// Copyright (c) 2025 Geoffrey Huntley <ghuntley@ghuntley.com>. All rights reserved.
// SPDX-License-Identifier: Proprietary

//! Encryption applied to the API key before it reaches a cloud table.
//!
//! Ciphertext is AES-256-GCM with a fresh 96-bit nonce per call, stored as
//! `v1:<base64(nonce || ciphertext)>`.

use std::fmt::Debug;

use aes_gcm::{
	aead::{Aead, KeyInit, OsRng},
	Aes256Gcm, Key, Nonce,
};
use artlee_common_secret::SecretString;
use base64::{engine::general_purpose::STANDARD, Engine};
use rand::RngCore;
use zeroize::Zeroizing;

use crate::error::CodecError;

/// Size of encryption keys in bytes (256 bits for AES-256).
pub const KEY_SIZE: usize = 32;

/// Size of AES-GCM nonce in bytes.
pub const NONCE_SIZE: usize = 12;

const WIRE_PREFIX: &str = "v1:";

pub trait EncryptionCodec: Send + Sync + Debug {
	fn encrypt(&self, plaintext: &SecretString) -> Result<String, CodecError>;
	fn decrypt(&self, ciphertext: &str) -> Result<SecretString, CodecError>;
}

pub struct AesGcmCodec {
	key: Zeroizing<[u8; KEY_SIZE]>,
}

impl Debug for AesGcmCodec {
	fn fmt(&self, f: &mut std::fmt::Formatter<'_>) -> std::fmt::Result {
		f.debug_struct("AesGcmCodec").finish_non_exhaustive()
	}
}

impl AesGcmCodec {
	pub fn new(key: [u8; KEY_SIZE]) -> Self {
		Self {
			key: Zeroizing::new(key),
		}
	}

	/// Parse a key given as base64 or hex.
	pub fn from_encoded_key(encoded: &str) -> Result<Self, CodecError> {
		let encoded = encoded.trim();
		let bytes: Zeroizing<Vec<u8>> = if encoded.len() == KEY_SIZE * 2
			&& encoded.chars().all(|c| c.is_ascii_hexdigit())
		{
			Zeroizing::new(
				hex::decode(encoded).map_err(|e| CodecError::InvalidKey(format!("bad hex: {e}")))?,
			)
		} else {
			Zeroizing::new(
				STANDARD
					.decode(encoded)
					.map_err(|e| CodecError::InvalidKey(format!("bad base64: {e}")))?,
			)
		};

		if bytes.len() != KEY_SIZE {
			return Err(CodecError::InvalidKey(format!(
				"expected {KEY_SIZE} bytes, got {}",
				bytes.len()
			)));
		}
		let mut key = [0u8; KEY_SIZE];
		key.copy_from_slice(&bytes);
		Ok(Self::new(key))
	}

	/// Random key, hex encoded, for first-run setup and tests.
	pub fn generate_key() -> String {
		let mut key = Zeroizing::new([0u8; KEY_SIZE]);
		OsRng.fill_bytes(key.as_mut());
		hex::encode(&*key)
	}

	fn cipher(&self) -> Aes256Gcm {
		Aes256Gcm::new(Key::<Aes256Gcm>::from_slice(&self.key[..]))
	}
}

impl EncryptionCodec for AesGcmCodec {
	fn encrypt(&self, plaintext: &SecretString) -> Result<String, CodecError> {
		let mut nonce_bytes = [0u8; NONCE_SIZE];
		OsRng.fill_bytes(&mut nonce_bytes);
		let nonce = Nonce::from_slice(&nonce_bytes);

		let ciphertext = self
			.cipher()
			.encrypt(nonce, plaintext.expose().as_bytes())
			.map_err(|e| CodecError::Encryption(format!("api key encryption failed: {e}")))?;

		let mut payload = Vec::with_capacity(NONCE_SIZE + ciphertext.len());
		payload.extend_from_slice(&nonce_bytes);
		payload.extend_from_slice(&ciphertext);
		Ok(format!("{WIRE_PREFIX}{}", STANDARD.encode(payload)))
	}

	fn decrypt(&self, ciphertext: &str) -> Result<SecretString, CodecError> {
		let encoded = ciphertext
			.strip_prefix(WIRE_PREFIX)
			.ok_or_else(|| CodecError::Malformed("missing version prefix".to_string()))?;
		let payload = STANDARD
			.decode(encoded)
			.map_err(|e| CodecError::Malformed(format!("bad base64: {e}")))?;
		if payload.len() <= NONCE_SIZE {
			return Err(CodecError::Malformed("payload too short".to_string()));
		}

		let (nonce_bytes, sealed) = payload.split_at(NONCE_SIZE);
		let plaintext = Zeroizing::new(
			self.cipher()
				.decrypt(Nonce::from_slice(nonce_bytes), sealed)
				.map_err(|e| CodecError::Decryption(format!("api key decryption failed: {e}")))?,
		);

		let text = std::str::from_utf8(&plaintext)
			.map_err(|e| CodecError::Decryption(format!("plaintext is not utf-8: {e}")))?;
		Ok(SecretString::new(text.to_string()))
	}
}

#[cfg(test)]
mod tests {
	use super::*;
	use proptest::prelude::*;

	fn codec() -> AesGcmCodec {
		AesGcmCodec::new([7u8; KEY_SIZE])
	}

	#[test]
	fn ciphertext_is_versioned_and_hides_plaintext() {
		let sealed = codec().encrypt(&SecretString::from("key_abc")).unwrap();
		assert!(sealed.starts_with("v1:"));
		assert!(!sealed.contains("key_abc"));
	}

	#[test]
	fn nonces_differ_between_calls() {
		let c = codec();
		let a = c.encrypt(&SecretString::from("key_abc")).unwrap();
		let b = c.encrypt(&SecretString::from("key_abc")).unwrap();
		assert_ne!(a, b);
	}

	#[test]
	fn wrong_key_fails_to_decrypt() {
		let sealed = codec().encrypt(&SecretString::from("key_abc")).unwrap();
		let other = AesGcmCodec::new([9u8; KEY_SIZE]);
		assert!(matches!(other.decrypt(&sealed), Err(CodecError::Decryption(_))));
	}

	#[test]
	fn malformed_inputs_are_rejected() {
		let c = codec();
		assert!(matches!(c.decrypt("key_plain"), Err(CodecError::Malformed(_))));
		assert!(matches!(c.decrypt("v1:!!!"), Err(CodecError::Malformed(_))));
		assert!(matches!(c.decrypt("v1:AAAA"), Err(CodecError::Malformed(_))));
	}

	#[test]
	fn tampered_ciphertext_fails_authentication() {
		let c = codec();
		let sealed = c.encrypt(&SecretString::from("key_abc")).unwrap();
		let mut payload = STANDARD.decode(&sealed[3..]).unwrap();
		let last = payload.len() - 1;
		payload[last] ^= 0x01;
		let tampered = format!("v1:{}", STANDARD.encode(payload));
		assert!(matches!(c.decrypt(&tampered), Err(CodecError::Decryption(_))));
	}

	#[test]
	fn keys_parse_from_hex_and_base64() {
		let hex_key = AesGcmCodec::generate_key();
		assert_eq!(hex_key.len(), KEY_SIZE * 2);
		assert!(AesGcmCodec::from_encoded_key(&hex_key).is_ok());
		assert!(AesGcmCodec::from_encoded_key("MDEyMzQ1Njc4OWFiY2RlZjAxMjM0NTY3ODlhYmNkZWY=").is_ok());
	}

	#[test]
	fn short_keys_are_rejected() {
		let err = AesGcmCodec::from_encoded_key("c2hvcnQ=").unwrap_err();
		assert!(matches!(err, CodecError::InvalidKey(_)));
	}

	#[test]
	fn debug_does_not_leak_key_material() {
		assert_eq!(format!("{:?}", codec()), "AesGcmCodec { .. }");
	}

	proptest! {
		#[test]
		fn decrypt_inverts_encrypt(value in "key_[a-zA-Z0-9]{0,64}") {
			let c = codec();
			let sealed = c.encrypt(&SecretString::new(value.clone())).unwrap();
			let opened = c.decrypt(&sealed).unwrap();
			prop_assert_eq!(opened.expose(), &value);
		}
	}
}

-*-

Send back exactly, with nothing added, the lines from the first line of the material above through the line holding "use zeroize::Zeroizing;"; both ends are included.

Response below>
// Copyright (c) 2025 Geoffrey Huntley <ghuntley@ghuntley.com>. All rights reserved.
// SPDX-License-Identifier: Proprietary

//! Encryption applied to the API key before it reaches a cloud table.
//!
//! Ciphertext is AES-256-GCM with a fresh 96-bit nonce per call, stored as
//! `v1:<base64(nonce || ciphertext)>`.

use std::fmt::Debug;

use aes_gcm::{
	aead::{Aead, KeyInit, OsRng},
	Aes256Gcm, Key, Nonce,
};
use artlee_common_secret::SecretString;
use base64::{engine::general_purpose::STANDARD, Engine};
use rand::RngCore;
use zeroize::Zeroizing;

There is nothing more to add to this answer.